━━ DATA SHOWN ━━
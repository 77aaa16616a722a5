// src/blockchain/services/settlement.rs

use std::sync::Arc;
use std::time::Duration;

use anyhow::Result;
use async_trait::async_trait;
use starknet::core::types::Felt;
use tokio_util::sync::CancellationToken;
use tracing::{debug, info, warn};

use crate::blockchain::models::{to_hex, TxStatus};
use crate::provisioning::error::ProvisioningError;

/// Anything that can report how far a transaction got.
#[async_trait]
pub trait TransactionStatusSource: Send + Sync {
    async fn transaction_status(&self, tx_hash: &Felt) -> Result<TxStatus>;
}

/// How to decide the funding transaction is visible before deploying.
#[derive(Debug, Clone, Copy, PartialEq, Eq)]
pub enum SettlementPolicy {
    /// Sleep unconditionally. Legacy behaviour, and `Duration::ZERO` in tests.
    FixedDelay(Duration),
    /// Ask the node until the transaction is accepted or attempts run out.
    Poll {
        interval: Duration,
        max_attempts: u32,
    },
}

impl Default for SettlementPolicy {
    fn default() -> Self {
        SettlementPolicy::Poll {
            interval: Duration::from_secs(3),
            max_attempts: 40,
        }
    }
}

#[derive(Debug, Clone, Copy, PartialEq, Eq)]
pub enum Settlement {
    Ready,
}

/// Holds the pipeline between funding and deployment.
#[derive(Clone)]
pub struct DeploymentWaiter {
    status_source: Arc<dyn TransactionStatusSource>,
}

impl DeploymentWaiter {
    pub fn new(status_source: Arc<dyn TransactionStatusSource>) -> Self {
        Self { status_source }
    }

    pub async fn await_settlement(
        &self,
        tx_hash: &Felt,
        policy: &SettlementPolicy,
        cancel: &CancellationToken,
    ) -> Result<Settlement, ProvisioningError> {
        match *policy {
            SettlementPolicy::FixedDelay(delay) => {
                debug!("Waiting {:?} before deployment", delay);
                sleep_or_cancel(delay, cancel).await?;
                Ok(Settlement::Ready)
            }
            SettlementPolicy::Poll {
                interval,
                max_attempts,
            } => self.poll(tx_hash, interval, max_attempts, cancel).await,
        }
    }

    async fn poll(
        &self,
        tx_hash: &Felt,
        interval: Duration,
        max_attempts: u32,
        cancel: &CancellationToken,
    ) -> Result<Settlement, ProvisioningError> {
        for attempt in 1..=max_attempts {
            if cancel.is_cancelled() {
                return Err(ProvisioningError::SettlementCancelled);
            }

            let status = tokio::select! {
                _ = cancel.cancelled() => return Err(ProvisioningError::SettlementCancelled),
                status = self.status_source.transaction_status(tx_hash) => status,
            };

            match status {
                Ok(TxStatus::Accepted) => {
                    info!("Funding tx {} settled after {} attempt(s)", to_hex(tx_hash), attempt);
                    return Ok(Settlement::Ready);
                }
                Ok(TxStatus::Rejected(reason)) => {
                    return Err(ProvisioningError::FundingReverted(reason));
                }
                Ok(TxStatus::Pending) => {
                    debug!("Funding tx {} pending (attempt {}/{})", to_hex(tx_hash), attempt, max_attempts);
                }
                // Node hiccups count as an attempt but do not end the wait.
                Err(e) => {
                    warn!("Status poll {}/{} for {} failed: {}", attempt, max_attempts, to_hex(tx_hash), e);
                }
            }

            if attempt < max_attempts {
                sleep_or_cancel(interval, cancel).await?;
            }
        }

        Err(ProvisioningError::TimedOut {
            attempts: max_attempts,
        })
    }
}

async fn sleep_or_cancel(
    duration: Duration,
    cancel: &CancellationToken,
) -> Result<(), ProvisioningError> {
    tokio::select! {
        _ = cancel.cancelled() => Err(ProvisioningError::SettlementCancelled),
        _ = tokio::time::sleep(duration) => Ok(()),
    }
}

#[cfg(test)]
mod tests {
    use super::*;
    use anyhow::anyhow;
    use std::collections::VecDeque;
    use std::sync::atomic::{AtomicU32, Ordering};
    use std::sync::Mutex;

    /// Replays a script of statuses, repeating the last one.
    struct Scripted {
        script: Mutex<VecDeque<Result<TxStatus, String>>>,
        calls: AtomicU32,
    }

    impl Scripted {
        fn new(script: Vec<Result<TxStatus, String>>) -> Arc<Self> {
            Arc::new(Self {
                script: Mutex::new(script.into()),
                calls: AtomicU32::new(0),
            })
        }
    }

    #[async_trait]
    impl TransactionStatusSource for Scripted {
        async fn transaction_status(&self, _tx_hash: &Felt) -> Result<TxStatus> {
            self.calls.fetch_add(1, Ordering::SeqCst);
            let mut script = self.script.lock().unwrap();
            let next = if script.len() > 1 {
                script.pop_front().unwrap()
            } else {
                script.front().cloned().unwrap()
            };
            next.map_err(|e| anyhow!(e))
        }
    }

    fn poll(max_attempts: u32) -> SettlementPolicy {
        SettlementPolicy::Poll {
            interval: Duration::from_secs(2),
            max_attempts,
        }
    }

    #[tokio::test]
    async fn zero_fixed_delay_is_ready_without_polling() {
        let source = Scripted::new(vec![Ok(TxStatus::Pending)]);
        let waiter = DeploymentWaiter::new(source.clone());
        let result = waiter
            .await_settlement(&Felt::ONE, &SettlementPolicy::FixedDelay(Duration::ZERO), &CancellationToken::new())
            .await;
        assert_eq!(result, Ok(Settlement::Ready));
        assert_eq!(source.calls.load(Ordering::SeqCst), 0);
    }

    #[tokio::test(start_paused = true)]
    async fn polls_until_accepted() {
        let source = Scripted::new(vec![
            Ok(TxStatus::Pending),
            Err("connection reset".to_string()),
            Ok(TxStatus::Pending),
            Ok(TxStatus::Accepted),
        ]);
        let waiter = DeploymentWaiter::new(source.clone());
        let result = waiter
            .await_settlement(&Felt::ONE, &poll(10), &CancellationToken::new())
            .await;
        assert_eq!(result, Ok(Settlement::Ready));
        assert_eq!(source.calls.load(Ordering::SeqCst), 4);
    }

    #[tokio::test(start_paused = true)]
    async fn exhausting_attempts_times_out() {
        let source = Scripted::new(vec![Ok(TxStatus::Pending)]);
        let waiter = DeploymentWaiter::new(source.clone());
        let result = waiter
            .await_settlement(&Felt::ONE, &poll(3), &CancellationToken::new())
            .await;
        assert_eq!(result, Err(ProvisioningError::TimedOut { attempts: 3 }));
        assert_eq!(source.calls.load(Ordering::SeqCst), 3);
    }

    #[tokio::test(start_paused = true)]
    async fn rejected_funding_stops_the_wait() {
        let source = Scripted::new(vec![
            Ok(TxStatus::Pending),
            Ok(TxStatus::Rejected("insufficient max fee".to_string())),
        ]);
        let waiter = DeploymentWaiter::new(source.clone());
        let result = waiter
            .await_settlement(&Felt::ONE, &poll(10), &CancellationToken::new())
            .await;
        assert_eq!(
            result,
            Err(ProvisioningError::FundingReverted("insufficient max fee".to_string()))
        );
        assert_eq!(source.calls.load(Ordering::SeqCst), 2);
    }

    #[tokio::test(start_paused = true)]
    async fn cancellation_interrupts_fixed_delay() {
        let waiter = DeploymentWaiter::new(Scripted::new(vec![Ok(TxStatus::Pending)]));
        let cancel = CancellationToken::new();
        let trigger = cancel.clone();
        tokio::spawn(async move {
            tokio::time::sleep(Duration::from_secs(1)).await;
            trigger.cancel();
        });
        let result = waiter
            .await_settlement(&Felt::ONE, &SettlementPolicy::FixedDelay(Duration::from_secs(20)), &cancel)
            .await;
        assert_eq!(result, Err(ProvisioningError::SettlementCancelled));
    }

    #[tokio::test]
    async fn already_cancelled_token_never_polls() {
        let source = Scripted::new(vec![Ok(TxStatus::Accepted)]);
        let waiter = DeploymentWaiter::new(source.clone());
        let cancel = CancellationToken::new();
        cancel.cancel();
        let result = waiter.await_settlement(&Felt::ONE, &poll(5), &cancel).await;
        assert_eq!(result, Err(ProvisioningError::SettlementCancelled));
        assert_eq!(source.calls.load(Ordering::SeqCst), 0);
    }
}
━━━
**EXERCISE DIRECTIONS:** With "warn" as the string to find, copy every line of the records that holds it.

**REPLY:**
use tracing::{debug, info, warn};
                    warn!("Status poll {}/{} for {} failed: {}", attempt, max_attempts, to_hex(tx_hash), e);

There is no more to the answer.